General Jackson talked of Gaines's Mill and said that General Whiting, of his command, had lost his way and, not knowing where to find his commander, had reported to General Longstreet, who put his brigade a little in the rear of Pickett's men, so that the two brigades together made the assault which broke the enemy's lines. My Soldier, who always deplored the loss of life, expressed his sorrow over the death of certain gallant officers and so many soldiers. Stonewall replied, "General Pickett, we are fighting to save the country, not the army. I fight to win, no matter how many are killed."
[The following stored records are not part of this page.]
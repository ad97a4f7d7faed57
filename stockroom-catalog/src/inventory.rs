use std::sync::Arc;

use serde_json::json;
use stockroom_core::{CoreError, CoreResult, TableRepository};
use stockroom_shared::cells::{cell_at, cell_int};
use stockroom_shared::clock::now_iso;
use stockroom_shared::tables::{self, product_col};
use stockroom_shared::{Product, Transaction, TransactionType};
use tracing::{debug, info};

/// Outcome of a stock update.
#[derive(Debug, Clone, Copy, PartialEq, Eq)]
pub enum StockUpdate {
    Applied { previous: i64, current: i64 },
    /// No Products row carries the id. Not an error.
    Skipped,
}

/// New running total after a movement. Stock is not clamped at zero.
pub fn apply_movement(current: i64, transaction_type: TransactionType, quantity: u32) -> i64 {
    let quantity = i64::from(quantity);
    match transaction_type {
        TransactionType::In => current.saturating_add(quantity),
        TransactionType::Out => current.saturating_sub(quantity),
    }
}

/// Products and Transactions tables, seen as a stock ledger.
///
/// Stock lives as a running total in the Products row and is updated with a
/// plain read-modify-write, so two concurrent movements on one product can
/// lose an update.
#[derive(Clone)]
pub struct StockLedger {
    store: Arc<dyn TableRepository>,
}

impl StockLedger {
    pub fn new(store: Arc<dyn TableRepository>) -> Self {
        Self { store }
    }

    /// Current product record. `last_updated` is the time of this lookup,
    /// not the stored value.
    pub async fn lookup(&self, product_id: &str) -> CoreResult<Product> {
        let (_, row) = self
            .store
            .find_by_key(tables::PRODUCTS, product_id)
            .await?
            .ok_or_else(|| CoreError::NotFound("Product not found".to_string()))?;

        let mut product = Product::from_row(&row);
        product.last_updated = now_iso();
        Ok(product)
    }

    pub async fn record_transaction(&self, transaction: &Transaction) -> CoreResult<()> {
        self.store
            .append(tables::TRANSACTIONS, transaction.to_row())
            .await?;
        Ok(())
    }

    pub async fn update_stock(
        &self,
        product_id: &str,
        transaction_type: TransactionType,
        quantity: u32,
    ) -> CoreResult<StockUpdate> {
        let Some((index, row)) = self.store.find_by_key(tables::PRODUCTS, product_id).await? else {
            debug!("No product row for {}, stock left unchanged", product_id);
            return Ok(StockUpdate::Skipped);
        };

        let previous = cell_int(cell_at(&row, product_col::CURRENT_STOCK));
        let current = apply_movement(previous, transaction_type, quantity);

        self.store
            .update_fields(
                tables::PRODUCTS,
                index,
                &[
                    (product_col::CURRENT_STOCK, json!(current)),
                    (product_col::LAST_UPDATED, json!(now_iso())),
                ],
            )
            .await?;

        info!(
            "Stock for {}: {} {} {} -> {}",
            product_id, previous, transaction_type, quantity, current
        );
        Ok(StockUpdate::Applied { previous, current })
    }
}
use std::sync::Arc;

use stockroom_core::{CoreResult, TableRepository};
use stockroom_shared::{tables, LogEntry};
use tracing::error;

/// Appends diagnostics to the Logs table.
#[derive(Clone)]
pub struct Journal {
    store: Arc<dyn TableRepository>,
}

impl Journal {
    pub fn new(store: Arc<dyn TableRepository>) -> Self {
        Self { store }
    }

    pub async fn append(&self, entry: &LogEntry) -> CoreResult<()> {
        self.store.append(tables::LOGS, entry.to_row()).await?;
        Ok(())
    }

    /// Best effort: a failed append is reported through tracing only.
    pub async fn record(&self, entry: LogEntry) {
        if let Err(e) = self.append(&entry).await {
            error!("Failed to log error for {}: {}", entry.action, e);
        }
    }
}

#[cfg(test)]
mod tests {
    use super::*;
    use serde_json::json;
    use stockroom_store::MemoryWorkbook;

    fn entry() -> LogEntry {
        LogEntry {
            timestamp: "2024-01-01T00:00:00.000Z".to_string(),
            action: "getProduct".to_string(),
            error_message: "boom".to_string(),
            data: String::new(),
            user_agent: String::new(),
            user_id: "anonymous".to_string(),
        }
    }

    #[tokio::test]
    async fn test_record_swallows_missing_table() {
        let wb = Arc::new(MemoryWorkbook::new());
        let journal = Journal::new(wb.clone());

        journal.record(entry()).await;
        assert!(journal.append(&entry()).await.is_err());
    }

    #[tokio::test]
    async fn test_append_writes_log_row() {
        let wb = Arc::new(MemoryWorkbook::new());
        wb.ensure_table(tables::LOGS, &tables::LOG_HEADER).await.unwrap();
        let journal = Journal::new(wb.clone());

        journal.append(&entry()).await.unwrap();

        let rows = wb.rows(tables::LOGS).await.unwrap();
        assert_eq!(rows.len(), 1);
        assert_eq!(rows[0][1], json!("getProduct"));
        assert_eq!(rows[0][5], json!("anonymous"));
    }
}
use std::collections::BTreeMap;
use std::io::ErrorKind;
use std::path::{Path, PathBuf};

use async_trait::async_trait;
use stockroom_core::{StoreResult, TableRepository};
use stockroom_shared::{Cell, Row};
use tokio::sync::Mutex;
use tracing::{debug, info};

use crate::memory::{MemoryWorkbook, Table};

/// Workbook persisted as a single JSON document.
///
/// Reads are served from memory; every mutation rewrites the whole file
/// (temp file, then rename). Mutations are serialized by `write_lock`.
pub struct JsonWorkbook {
    path: PathBuf,
    inner: MemoryWorkbook,
    write_lock: Mutex<()>,
}

impl JsonWorkbook {
    /// Loads `path`, or starts empty when the file does not exist yet.
    pub async fn open(path: impl AsRef<Path>) -> StoreResult<Self> {
        let path = path.as_ref().to_path_buf();

        let tables: BTreeMap<String, Table> = match tokio::fs::read(&path).await {
            Ok(bytes) => serde_json::from_slice(&bytes)?,
            Err(e) if e.kind() == ErrorKind::NotFound => {
                info!("Workbook {} not found, starting empty", path.display());
                BTreeMap::new()
            }
            Err(e) => return Err(e.into()),
        };

        Ok(Self {
            path,
            inner: MemoryWorkbook::from_tables(tables),
            write_lock: Mutex::new(()),
        })
    }

    /// Copy of the current tables to mutate before `commit`.
    async fn stage(&self) -> MemoryWorkbook {
        MemoryWorkbook::from_tables(self.inner.snapshot().await)
    }

    /// Writes `staged` to disk and only then makes it the live state, so a
    /// failed write leaves memory and file in agreement.
    async fn commit(&self, staged: MemoryWorkbook) -> StoreResult<()> {
        let tables = staged.into_tables();
        let bytes = serde_json::to_vec_pretty(&tables)?;

        if let Some(parent) = self.path.parent().filter(|p| !p.as_os_str().is_empty()) {
            tokio::fs::create_dir_all(parent).await?;
        }
        let tmp = self.path.with_extension("json.tmp");
        tokio::fs::write(&tmp, &bytes).await?;
        tokio::fs::rename(&tmp, &self.path).await?;

        self.inner.replace(tables).await;
        debug!("Persisted workbook to {} ({} bytes)", self.path.display(), bytes.len());
        Ok(())
    }
}

#[async_trait]
impl TableRepository for JsonWorkbook {
    async fn ensure_table(&self, table: &str, header: &[&str]) -> StoreResult<bool> {
        let _guard = self.write_lock.lock().await;
        let staged = self.stage().await;
        let created = staged.ensure_table(table, header).await?;
        if created {
            self.commit(staged).await?;
        }
        Ok(created)
    }

    async fn find_by_key(&self, table: &str, key: &str) -> StoreResult<Option<(usize, Row)>> {
        self.inner.find_by_key(table, key).await
    }

    async fn append(&self, table: &str, row: Row) -> StoreResult<usize> {
        let _guard = self.write_lock.lock().await;
        let staged = self.stage().await;
        let index = staged.append(table, row).await?;
        self.commit(staged).await?;
        Ok(index)
    }

    async fn update_fields(
        &self,
        table: &str,
        row_index: usize,
        fields: &[(usize, Cell)],
    ) -> StoreResult<()> {
        let _guard = self.write_lock.lock().await;
        let staged = self.stage().await;
        staged.update_fields(table, row_index, fields).await?;
        self.commit(staged).await
    }

    async fn rows(&self, table: &str) -> StoreResult<Vec<Row>> {
        self.inner.rows(table).await
    }
}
While they were talking mint juleps were brought in, which Jackson declined, saying, "I never touch strong drink. I like it too well to fool with it, and no man's strength is strong enough to enable him to touch the stuff with impunity."
Julie, politely curtseying, came to the defense of her juleps:
"'Scuse me, Marse Gen'ul Jackson, but dese yer drams ain't got no impunities in 'em, suh. Nor, suh. Braxton done en mek 'em out'n we-all's ve'y best old London Dock brandy out'n one o' we-all's cobweb bottles."
Though my Soldier's wound was serious and he was suffering intensely, General Jackson did not express sympathy. He only deplored his absence from his command in time of need. My Soldier said afterward, "I believe that General Jackson classes all who are weak or starving as lacking in patriotism, and maybe he thinks I am unpatriotic to have been wounded."